Cancer and Waiting
Sitting in waiting rooms can seem endless. Waiting is not something I enjoy and it, definitely, is not something that I ever wanted to become good at. It is not something that I needed to excel at or conquer and yet, I have become an expert. I know where to sit in waiting rooms to avoid talking to people. I know the appropriate items to bring to look “busy” and how to successfully avoid making small talk. I have learned to recognize the way most people demonstrate their stress: tears, nervous laughter, useless chit-chat, quiet solitude, vapid reading of any/all magazines provided and of course lifeless gazing at cell phones in hopes of escaping reality. I feel like I have heard all the jokes the receptionists cycle through with patients. The jokes are not unique, though the kind folks that check you in are and try with every patient to make them feel like they have never heard the joke before. I have created a sort of game involving fictional names, reasons for visit and back story, including superpowers, for each person in the waiting room. This all seems to help pass the time of waiting until the sudden moment when that ominous feeling you have been trying to avoid crashes down. All this happens with the simple call of a name. The moment your loved one, friend, son or daughter, mother or father gets called. Mental stability and situational avoidance shattered. You follow the call, by gathering your belongings and trudging in to the unknown behind the closed door.
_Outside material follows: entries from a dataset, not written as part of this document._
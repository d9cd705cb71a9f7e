// HTTP API error types
use axum::{http::StatusCode, response::IntoResponse, Json};
use serde_json::{json, Value};

use crate::store::StoreError;

/// HTTP API error with appropriate status codes and client-friendly messages.
///
/// The admin UI predates this service and matches on the exact body shapes:
/// authentication failures use an `erro` key, storage and throttling
/// failures use `error`. Both are preserved as-is.
#[derive(Debug)]
pub enum ApiError {
    // 400 Bad Request
    BadRequest(String),

    // 401 Unauthorized
    InvalidCredential,
    Unauthenticated,

    // 403 Forbidden
    InvalidToken,

    // 429 Too Many Requests
    RateLimited,

    // 500 Internal Server Error
    ConfigurationError,
    Storage(String),
    Internal(String),
}

impl ApiError {
    pub fn status_code(&self) -> StatusCode {
        match self {
            ApiError::BadRequest(_) => StatusCode::BAD_REQUEST,
            ApiError::InvalidCredential => StatusCode::UNAUTHORIZED,
            ApiError::Unauthenticated => StatusCode::UNAUTHORIZED,
            ApiError::InvalidToken => StatusCode::FORBIDDEN,
            ApiError::RateLimited => StatusCode::TOO_MANY_REQUESTS,
            ApiError::ConfigurationError => StatusCode::INTERNAL_SERVER_ERROR,
            ApiError::Storage(_) => StatusCode::INTERNAL_SERVER_ERROR,
            ApiError::Internal(_) => StatusCode::INTERNAL_SERVER_ERROR,
        }
    }

    /// Client-safe response body
    pub fn to_json(&self) -> Value {
        match self {
            ApiError::BadRequest(msg) => json!({ "erro": msg }),
            ApiError::InvalidCredential => json!({ "erro": "Senha incorreta." }),
            ApiError::Unauthenticated => json!({ "erro": "Não autenticado." }),
            ApiError::InvalidToken => json!({ "erro": "Token inválido." }),
            ApiError::RateLimited => {
                json!({ "error": "Muitas tentativas. Tente novamente mais tarde." })
            }
            ApiError::ConfigurationError => json!({ "erro": "Admin hash não configurado." }),
            ApiError::Storage(msg) => json!({ "error": msg }),
            ApiError::Internal(msg) => json!({ "erro": msg }),
        }
    }

    /// Wrap a storage failure: log the real error, return the operation's
    /// generic message to the client.
    pub fn storage(err: StoreError, message: impl Into<String>) -> Self {
        tracing::error!("storage error: {}", err);
        ApiError::Storage(message.into())
    }
}

impl From<crate::auth::JwtError> for ApiError {
    fn from(err: crate::auth::JwtError) -> Self {
        tracing::error!("token error: {}", err);
        ApiError::Internal("Erro interno.".to_string())
    }
}

impl std::fmt::Display for ApiError {
    fn fmt(&self, f: &mut std::fmt::Formatter<'_>) -> std::fmt::Result {
        write!(f, "{}", self.to_json())
    }
}

impl std::error::Error for ApiError {}

// Automatic HTTP response conversion for Axum
impl IntoResponse for ApiError {
    fn into_response(self) -> axum::response::Response {
        (self.status_code(), Json(self.to_json())).into_response()
    }
}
In this room you will wait some more. The clock seems to tick at and unbelievably slow pace; one minute forward two minutes back. The heaviness of the atmosphere seems to settle, a weighted blanket over your body. There is an actual feeling of gravity pulling you down, anchoring you to your seat. This sensation takes root deep in your joints and muscles as fear seeps deeper into your being and starts pulsing through your veins. The shear vastness of the situation starts the panic rising, almost overwhelming you until the knock on the door sends it flying from your joints into your throat. You try to choke the feeling down, anxiously awaiting the “news” of the results. When you finally get to see your loved one, friend, son or daughter, mother or father, a realization washes over you, the moment you look in to their watery eyes; they had it worse. All the pressure and stress you may have been feeling is reflected ten-fold, leaving you with a guilty understanding that whatever you were feeling is nothing in compared to their fear.
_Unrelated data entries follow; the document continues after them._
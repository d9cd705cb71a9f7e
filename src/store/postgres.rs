use async_trait::async_trait;
use rust_decimal::Decimal;
use sqlx::{postgres::PgPoolOptions, PgPool};
use tracing::info;

use super::{CatalogStore, Perfume, PerfumeDraft, StoreError};

/// Catalog store over a pooled Postgres connection. Every operation is a
/// single autocommit statement; there is no transaction scope to manage.
pub struct PgCatalogStore {
    pool: PgPool,
}

impl PgCatalogStore {
    /// Connect and ensure the `perfumes` table exists. Failure here is meant
    /// to be fatal to startup: the service must not serve without its table.
    pub async fn connect(database_url: &str) -> Result<Self, StoreError> {
        let pool = PgPoolOptions::new().connect(database_url).await?;
        let store = Self { pool };
        store.ensure_schema().await?;
        Ok(store)
    }

    async fn ensure_schema(&self) -> Result<(), StoreError> {
        sqlx::query(
            r#"
            CREATE TABLE IF NOT EXISTS perfumes (
                id SERIAL PRIMARY KEY,
                nome TEXT NOT NULL,
                descricao TEXT,
                preco NUMERIC(10,2) NOT NULL DEFAULT 0,
                img TEXT,
                categoria TEXT
            )
            "#,
        )
        .execute(&self.pool)
        .await?;

        info!("Tabela 'perfumes' pronta.");
        Ok(())
    }
}

#[async_trait]
impl CatalogStore for PgCatalogStore {
    async fn health_check(&self) -> Result<(), StoreError> {
        sqlx::query("SELECT 1").execute(&self.pool).await?;
        Ok(())
    }

    async fn list(&self) -> Result<Vec<Perfume>, StoreError> {
        let rows = sqlx::query_as::<_, Perfume>(
            "SELECT id, nome, categoria, img, descricao, preco FROM perfumes ORDER BY id ASC",
        )
        .fetch_all(&self.pool)
        .await?;

        Ok(rows)
    }

    async fn create(&self, draft: PerfumeDraft) -> Result<Perfume, StoreError> {
        let row = sqlx::query_as::<_, Perfume>(
            "INSERT INTO perfumes (nome, categoria, img, descricao, preco) \
             VALUES ($1, $2, $3, $4, $5) \
             RETURNING id, nome, categoria, img, descricao, preco",
        )
        .bind(draft.nome)
        .bind(draft.categoria)
        .bind(draft.img)
        .bind(draft.descricao)
        .bind(draft.preco.unwrap_or(Decimal::ZERO))
        .fetch_one(&self.pool)
        .await?;

        Ok(row)
    }

    async fn update(&self, id: i32, draft: PerfumeDraft) -> Result<Option<Perfume>, StoreError> {
        // Full-row replace; fetch_optional keeps the missing-id case a
        // plain None instead of an error.
        let row = sqlx::query_as::<_, Perfume>(
            "UPDATE perfumes SET nome=$1, categoria=$2, img=$3, descricao=$4, preco=$5 \
             WHERE id=$6 \
             RETURNING id, nome, categoria, img, descricao, preco",
        )
        .bind(draft.nome)
        .bind(draft.categoria)
        .bind(draft.img)
        .bind(draft.descricao)
        .bind(draft.preco.unwrap_or(Decimal::ZERO))
        .bind(id)
        .fetch_optional(&self.pool)
        .await?;

        Ok(row)
    }

    async fn delete(&self, id: i32) -> Result<(), StoreError> {
        sqlx::query("DELETE FROM perfumes WHERE id=$1")
            .bind(id)
            .execute(&self.pool)
            .await?;

        Ok(())
    }
}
Waiting is painful. Waiting is fearful. Waiting with fear and pain is debilitating at times. Waiting in rooms for the doctor, waiting in lobbies to be seen, waiting for scans, blood tests, diagnosis, plans of treatment, chemo, radiation, surgery, answers… it all takes time. This time takes its toll on the mind and body. The reality is when one person in a family gets cancer… the whole family get cancer, hell, the whole village gets it. The effect is wide-spread. In this I have learned that just like it takes a village to raise our children, it takes a village to care for one another, too.
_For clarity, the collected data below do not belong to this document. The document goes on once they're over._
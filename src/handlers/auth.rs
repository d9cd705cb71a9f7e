use std::net::SocketAddr;

use axum::{
    extract::{ConnectInfo, State},
    http::{header::SET_COOKIE, HeaderMap},
    response::{AppendHeaders, IntoResponse, Json, Response},
};
use serde::Deserialize;
use serde_json::{json, Value};
use tracing::{debug, warn};

use crate::auth;
use crate::error::ApiError;
use crate::state::AppState;

#[derive(Debug, Deserialize)]
pub struct LoginRequest {
    pub senha: Option<String>,
}

/// POST /login - verify the administrator password and set the token cookies.
///
/// Order matters: the throttle counts every attempt before the password is
/// looked at, so a correct password on the 7th try inside the window is
/// still rejected.
pub async fn login(
    State(state): State<AppState>,
    connect_info: Option<ConnectInfo<SocketAddr>>,
    headers: HeaderMap,
    Json(body): Json<LoginRequest>,
) -> Result<Response, ApiError> {
    let client = client_addr(
        &headers,
        connect_info.map(|ci| ci.0),
        state.config.trust_proxy,
    );
    if !state.limiter.check(&client) {
        warn!(client = %client, "login throttled");
        return Err(ApiError::RateLimited);
    }

    let senha = match body.senha.as_deref() {
        Some(s) if !s.is_empty() => s,
        _ => return Err(ApiError::BadRequest("Senha requerida.".to_string())),
    };

    let hash = state
        .config
        .auth
        .admin_password_hash
        .as_deref()
        .ok_or(ApiError::ConfigurationError)?;

    // A malformed stored hash also counts as a failed match
    let valido = bcrypt::verify(senha, hash).unwrap_or(false);
    if !valido {
        debug!(client = %client, "password mismatch");
        return Err(ApiError::InvalidCredential);
    }

    let access = auth::generate_access_token(&state.config.auth.jwt_secret)?;
    let refresh = auth::generate_refresh_token(&state.config.auth.jwt_refresh_secret)?;

    let production = state.config.is_production();
    let cookies = AppendHeaders([
        (
            SET_COOKIE,
            session_cookie(
                &state.config.auth.cookie_name,
                &access,
                auth::ACCESS_TOKEN_HOURS * 60 * 60,
                production,
            ),
        ),
        (
            SET_COOKIE,
            session_cookie(
                &state.config.auth.refresh_cookie_name(),
                &refresh,
                auth::REFRESH_TOKEN_DAYS * 24 * 60 * 60,
                production,
            ),
        ),
    ]);

    Ok((cookies, Json(json!({ "ok": true }))).into_response())
}

/// POST /logout - clear both cookies. Unconditional and idempotent; the
/// tokens themselves are not revoked and verify until natural expiry.
pub async fn logout(State(state): State<AppState>) -> Response {
    let production = state.config.is_production();
    let cookies = AppendHeaders([
        (
            SET_COOKIE,
            session_cookie(&state.config.auth.cookie_name, "", 0, production),
        ),
        (
            SET_COOKIE,
            session_cookie(&state.config.auth.refresh_cookie_name(), "", 0, production),
        ),
    ]);

    (cookies, Json(json!({ "ok": true }))).into_response()
}

/// GET /auth - session confirmation for the admin UI. The actual check runs
/// in the `require_admin` middleware; reaching this handler means it passed.
pub async fn check() -> Json<Value> {
    Json(json!({ "autenticado": true }))
}

/// Cookie attributes toggle with the deployment environment: production
/// serves the UI and the API from different origins, so the cookies need
/// Secure + SameSite=None there; development stays on Lax without Secure.
fn session_cookie(name: &str, value: &str, max_age_secs: i64, production: bool) -> String {
    let attrs = if production {
        "; Secure; SameSite=None"
    } else {
        "; SameSite=Lax"
    };
    format!("{name}={value}; Path=/; HttpOnly; Max-Age={max_age_secs}{attrs}")
}

/// Throttle key for a request. The peer address is authoritative;
/// X-Forwarded-For is consulted only under `trust_proxy`, and then only its
/// rightmost hop, the one appended by our own proxy. Earlier hops (and the
/// whole header, without a proxy) are client-supplied, and keying on them
/// would let one peer rotate the header for unlimited attempts.
fn client_addr(headers: &HeaderMap, peer: Option<SocketAddr>, trust_proxy: bool) -> String {
    let forwarded = if trust_proxy {
        headers
            .get("x-forwarded-for")
            .and_then(|v| v.to_str().ok())
            .and_then(|v| v.split(',').next_back())
            .map(|s| s.trim().to_string())
            .filter(|s| !s.is_empty())
    } else {
        None
    };

    forwarded
        .or_else(|| peer.map(|p| p.ip().to_string()))
        .unwrap_or_else(|| "unknown".to_string())
}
Tuesday marks a whole year of undeniable stress and fatigue, anxiety and relief, tears and heartbreak that would have been unfathomably hard without the love and support of our village. The village mindset is powerful! This way of living, thinking, and surviving allows ALL participants to bear SOME of the load, thus enabling us to have strength to persevere. So, I sit here enduring yet another wait while Kaycee is in surgery, trying desperately to keep the panic at bay. I can do this knowing that the village is out there praying, sending love light and good juju our way (I also have imagined that everyone in this waiting room has the superpower to heal and fight off diseases with their powerful minds and patience as they wait for their loved one’s results, too). We still have a lot of waiting to endure but as each wait ends a new step to recovery begins.